• The new Federal Budget proposes to treat the cost of acquiring oil sands leases and certain oil sands resource property as a Canadian oil and gas property expense, as opposed to its current treatment as a Canadian development expense. The result will be a deductible rate of 10% per year on a declining basis, instead of the current 30% per year, effective for acquisitions made on or after March 22, 2011. The Budget also proposes new treatment for pre‐production development expenses incurred for the purpose of bringing new oil sands mines into production. Instead of treating such expenses as Canadian exploration expenses, the proposal will treat them as Canadian development expenses, deductible at a rate of 30% per year. The current Canadian exploration expense treatment will continue with respect to expenses incurred before March 22, 2011, and for expenses incurred before 2015 on new mines on which major construction commenced prior to March 22, 2011.

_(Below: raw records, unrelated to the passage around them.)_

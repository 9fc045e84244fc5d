use serde::Serialize;
use std::sync::Arc;
use tracing::{debug, warn};

use super::session::{CallDeps, CallSession};
use super::signaling::RelaySignaling;
use super::CallError;
use crate::backend::MatchBackend;
use crate::realtime::{user_channel, Relay, SignalType, Subscription};

pub const UNKNOWN_CALLER: &str = "Unknown caller";

pub struct IncomingCallListener {
    user_id: String,
    subscription: Subscription,
}

#[derive(Debug, Clone, PartialEq, Serialize)]
pub struct IncomingCall {
    pub call_id: String,
    pub caller_user_id: String,
    pub caller_name: String,
}

impl IncomingCallListener {
    pub fn subscribe(relay: &Arc<Relay>, user_id: &str) -> Self {
        Self {
            user_id: user_id.to_string(),
            subscription: relay.subscribe(&user_channel(user_id)),
        }
    }

    pub fn user_id(&self) -> &str {
        &self.user_id
    }

    /// Waits for the next ring; anything else on the channel is skipped.
    /// `None` once the relay channel closes.
    pub async fn next_call(&mut self, backend: &dyn MatchBackend) -> Option<IncomingCall> {
        loop {
            let message = self.subscription.recv().await?;
            if message.kind != SignalType::IncomingCall || message.from == self.user_id {
                continue;
            }

            let caller_name = match backend.profile_display_name(&message.from).await {
                Ok(Some(name)) if !name.trim().is_empty() => name,
                Ok(_) => UNKNOWN_CALLER.to_string(),
                Err(e) => {
                    warn!(caller = %message.from, error = %e, "📞 Caller name lookup failed");
                    UNKNOWN_CALLER.to_string()
                }
            };

            return Some(IncomingCall {
                call_id: message.call_id,
                caller_user_id: message.from,
                caller_name,
            });
        }
    }
}

impl IncomingCall {
    /// Joins `call:{call_id}` and readies local media; the session then waits
    /// for the caller's offer.
    pub async fn accept(
        self,
        relay: &Arc<Relay>,
        user_id: &str,
        deps: CallDeps,
    ) -> Result<CallSession, CallError> {
        let signaling = RelaySignaling::join(relay, &self.call_id, user_id);
        let mut session = CallSession::new(&self.call_id, user_id, deps, Box::new(signaling));
        session.answer().await?;
        Ok(session)
    }

    /// Dismisses the ring locally. The caller is not told.
    pub fn reject(self) {
        debug!(call_id = %self.call_id, caller = %self.caller_user_id, "incoming_call_rejected");
    }
}
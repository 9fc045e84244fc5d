use async_trait::async_trait;
use std::sync::Arc;

use crate::backend::MatchBackend;
use crate::error::BackendError;
use crate::models::{Candidate, Project, Role, SwipeDirection, TargetKind};
use crate::services::swipe_filters::{
    experience_matches, matches_skills, matches_text, SwipeFilters,
};
use crate::services::swipe_service::{fetch_fail_soft, record_swipe, SwipeLogic};

pub struct SeekerSwipeLogic {
    backend: Arc<dyn MatchBackend>,
}

impl SeekerSwipeLogic {
    pub fn new(backend: Arc<dyn MatchBackend>) -> Self {
        Self { backend }
    }

    pub async fn fetch_projects(
        &self,
        center_lat: f64,
        center_lon: f64,
        radius_km: f64,
    ) -> Vec<Project> {
        fetch_fail_soft("projects", center_lat, center_lon, radius_km, || {
            self.backend
                .search_projects_by_location(center_lat, center_lon, radius_km)
        })
        .await
    }

    /// `stage` is the seeker's own experience, looked up against the
    /// project's required level.
    pub fn filter_projects(&self, projects: Vec<Project>, filters: &SwipeFilters) -> Vec<Project> {
        projects
            .into_iter()
            .filter(|p| matches_text(filters.sector(), p.category.as_deref()))
            .filter(|p| matches_text(filters.duration(), p.duration.as_deref()))
            .filter(|p| experience_matches(filters.stage(), p.experience_level))
            .filter(|p| matches_skills(&filters.skills, &p.required_skills))
            .collect()
    }

    pub async fn handle_project_swipe(
        &self,
        auth_user_id: &str,
        project_id: &str,
        direction: SwipeDirection,
    ) -> Result<(), BackendError> {
        record_swipe(
            self.backend.as_ref(),
            auth_user_id,
            project_id,
            TargetKind::Project,
            direction,
        )
        .await
    }
}

#[async_trait]
impl SwipeLogic for SeekerSwipeLogic {
    fn role(&self) -> Role {
        Role::Seeker
    }

    async fn fetch(&self, center_lat: f64, center_lon: f64, radius_km: f64) -> Vec<Candidate> {
        self.fetch_projects(center_lat, center_lon, radius_km)
            .await
            .into_iter()
            .map(Candidate::Project)
            .collect()
    }

    fn filter(&self, items: Vec<Candidate>, filters: &SwipeFilters) -> Vec<Candidate> {
        let projects = items
            .into_iter()
            .filter_map(|c| match c {
                Candidate::Project(p) => Some(p),
                Candidate::Profile(_) => None,
            })
            .collect();
        self.filter_projects(projects, filters)
            .into_iter()
            .map(Candidate::Project)
            .collect()
    }

    async fn handle_swipe(
        &self,
        auth_user_id: &str,
        item_id: &str,
        direction: SwipeDirection,
    ) -> Result<(), BackendError> {
        self.handle_project_swipe(auth_user_id, item_id, direction)
            .await
    }
}
use axum::http::StatusCode;
use reqwest::header::{HeaderMap, HeaderValue, CONTENT_TYPE};
use serde::{Deserialize, Serialize};
use serde_json::{json, Value};
use tracing::warn;

use crate::error::{AppError, BackendError};

#[derive(Debug, Clone, Deserialize, Serialize)]
pub struct AuthTokens {
    pub access_token: String,
    pub refresh_token: String,
    #[serde(default)]
    pub expires_in: Option<i64>,
}

#[derive(Clone)]
pub struct AuthClient {
    base_url: String,
    api_key: String,
    client: reqwest::Client,
}

impl AuthClient {
    pub fn new(base_url: &str, api_key: &str) -> Self {
        Self {
            base_url: base_url.trim_end_matches('/').to_string(),
            api_key: api_key.to_string(),
            client: reqwest::Client::new(),
        }
    }

    fn url(&self, path: &str) -> String {
        format!("{}/auth/v1/{}", self.base_url, path)
    }

    fn headers(&self) -> HeaderMap {
        let mut headers = HeaderMap::new();
        headers.insert(CONTENT_TYPE, HeaderValue::from_static("application/json"));
        if let Ok(key) = HeaderValue::from_str(&self.api_key) {
            headers.insert("apikey", key);
        }
        headers
    }

    pub async fn sign_in(&self, email: &str, password: &str) -> Result<AuthTokens, AppError> {
        validate_credentials(email, password)?;
        let body = self
            .post(
                &self.url("token?grant_type=password"),
                json!({ "email": email.trim(), "password": password }),
            )
            .await?;
        serde_json::from_value(body).map_err(|e| AppError::Backend(BackendError::Decode(e)))
    }

    /// Asks the backend to send a reset mail. The answer does not reveal
    /// whether the address is known.
    pub async fn recover(&self, email: &str) -> Result<(), AppError> {
        if !looks_like_email(email) {
            return Err(AppError::Validation("Enter a valid email address.".to_string()));
        }
        self.post(&self.url("recover"), json!({ "email": email.trim() }))
            .await?;
        Ok(())
    }

    async fn post(&self, url: &str, payload: Value) -> Result<Value, BackendError> {
        let resp = self
            .client
            .post(url)
            .headers(self.headers())
            .json(&payload)
            .send()
            .await
            .map_err(|e| {
                warn!("🔐 Auth upstream unreachable: {}", e);
                BackendError::Transport(e)
            })?;

        let status = StatusCode::from_u16(resp.status().as_u16()).unwrap_or(StatusCode::BAD_GATEWAY);
        let text = resp.text().await.map_err(BackendError::Transport)?;
        let body: Value = if text.trim().is_empty() {
            Value::Null
        } else {
            serde_json::from_str(&text)?
        };

        if !status.is_success() {
            warn!("🔐 Auth upstream returned {}", status);
            return Err(BackendError::Status {
                status,
                body: Some(body),
            });
        }
        Ok(body)
    }
}

fn looks_like_email(email: &str) -> bool {
    let email = email.trim();
    match email.split_once('@') {
        Some((local, domain)) => !local.is_empty() && domain.contains('.') && !domain.ends_with('.'),
        None => false,
    }
}

pub fn validate_credentials(email: &str, password: &str) -> Result<(), AppError> {
    if !looks_like_email(email) {
        return Err(AppError::Validation("Enter a valid email address.".to_string()));
    }
    if password.is_empty() {
        return Err(AppError::Validation("Enter your password.".to_string()));
    }
    Ok(())
}

#[cfg(test)]
mod tests {
    use super::*;

    #[test]
    fn endpoints_follow_backend_layout() {
        let client = AuthClient::new("http://backend.local/", "anon");
        assert_eq!(
            client.url("token?grant_type=password"),
            "http://backend.local/auth/v1/token?grant_type=password"
        );
        assert_eq!(client.headers().get("apikey").unwrap(), "anon");
    }

    #[test]
    fn credentials_are_checked_before_any_request() {
        assert!(validate_credentials("sam@example.com", "secret").is_ok());
        assert!(validate_credentials("sam", "secret").is_err());
        assert!(validate_credentials("sam@example.com", "").is_err());
        assert!(!looks_like_email("sam@localhost."));
    }

    #[tokio::test]
    async fn unreachable_auth_service_is_a_transport_error() {
        let client = AuthClient::new("http://127.0.0.1:9", "anon");
        let err = client.sign_in("sam@example.com", "secret").await.unwrap_err();
        assert!(matches!(err, AppError::Backend(BackendError::Transport(_))));
    }
}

  • ConocoPhillips has announced plans to spend approximately USD $1.2 billion in Foster Creek/Christina Lake and Surmont in 2011, and between $1 billion to $1.5 billion per year for the foreseeable future. Site work has commenced and engineering work is nearing completion for the 83000 bpd expansion project at Surmont. Steam injection at the expansion is expected by the end of 2014, with oil production commencing in 2015.
  • BlackPearl Resources plans to inject steam into its Blackrod pilot SAGD project in the second quarter of this year. BlackPearl has a 100% working interest and is the operator of the oilsands project. The company expects results late in the year, following which it expects to apply for a 40,000 bpd commercial development in early 2012.
  • Anglo‐Dutch Shell has announced that the 100,000 bpd expansion to its oilsands project, which is expected to produce 255,000 bpd, will be up and running by the second quarter of 2011. Shell’s interest in the northern Alberta project is 60%, with Marathon Oil and Chevron each holding a 20% stake.